The next few editions of PD Tips are going to cover the critical challenges schools face based on the 2011 K12 Horizon Report, released recently. These conclusions are drawn from a careful analysis of current events, papers, articles, and similar sources, as well as from the personal experience of the advisory board members in their roles as leaders in education and technology.
This week’s topic is focused on the challenge of economic pressures and new models of education are presenting unprecedented competition to traditional models of schools. Across the board, institutions are looking for ways to control costs while still providing a high quality of service. Schools are challenged by the need to support a steady — or growing — number of students with fewer resources and staff than before.
As a result, creative institutions are developing new models to serve students, such as providing:
· open content over the network
· social network learning
· cloud computing
· mobile learning
· game-based learning.
As the economic pressures continue, other models may emerge that diverge from traditional ones. Simply capitalizing on new technology, however, is not enough; the new models must use these tools and services to engage students on a deeper level. How are you adjusting your school’s model of education where technology is related? Try incorporating one of the above methods into your PD plan.

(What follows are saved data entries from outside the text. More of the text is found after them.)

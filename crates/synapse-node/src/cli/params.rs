use clap::Args;
use std::path::PathBuf;
use synapse_ledger::LedgerDb;
use synapse_snapshot::{EngineConfig, SigningFailurePolicy, UtxoFilter};

/// Location of the ledger database.
#[derive(Debug, Clone, Args)]
pub struct LedgerParams {
    /// Path to the ledger database.
    #[arg(long, short = 'd', value_name = "PATH")]
    pub ledger: PathBuf,
}

impl LedgerParams {
    /// Opens the ledger without write access, queries never modify it.
    pub fn open_read_only(&self) -> crate::Result<LedgerDb> {
        Ok(LedgerDb::open_read_only(&self.ledger)?)
    }
}

/// Height window selecting the records that enter the snapshot.
#[derive(Debug, Clone, Args)]
pub struct FilterParams {
    /// Lowest inclusion height of an eligible record.
    #[arg(long, value_name = "HEIGHT")]
    pub min_height: Option<u32>,

    /// Highest inclusion height of an eligible record.
    #[arg(long, value_name = "HEIGHT")]
    pub max_height: Option<u32>,
}

impl FilterParams {
    pub fn utxo_filter(&self) -> UtxoFilter {
        UtxoFilter::new(self.min_height, self.max_height)
    }
}

/// Parameters shared by every command that runs the snapshot engine.
#[derive(Debug, Clone, Args)]
pub struct EngineParams {
    #[allow(missing_docs)]
    #[clap(flatten)]
    pub ledger_params: LedgerParams,

    #[allow(missing_docs)]
    #[clap(flatten)]
    pub filter_params: FilterParams,

    /// What to do with owned outputs the wallet cannot sign for.
    ///
    /// One of `emit-empty`, `drop` or `fail-fast`.
    #[arg(long, value_name = "POLICY", default_value = "emit-empty")]
    pub on_signing_failure: SigningFailurePolicy,
}

impl EngineParams {
    pub fn engine_config(&self) -> EngineConfig {
        EngineConfig {
            filter: self.filter_params.utxo_filter(),
            signing_failure: self.on_signing_failure,
        }
    }
}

Resource: Johnson, L., Adams, S., and Haywood, K., (2011). The NMC Horizon Report: 2011 K-12 Edition. Austin, Texas: The New Media Consortium.The NMC Horizon Project identifies and describes emerging technologies likely to have a large impact on teaching, learning, research, or creative expression within education around the globe. The research behind The NMC Horizon Report: 2011 K-12 Edition is a collaboration between the New Media Consortium (www.nmc.org), theConsortium for School Networking (CoSN), and the International Society for Technology in Education (ISTE).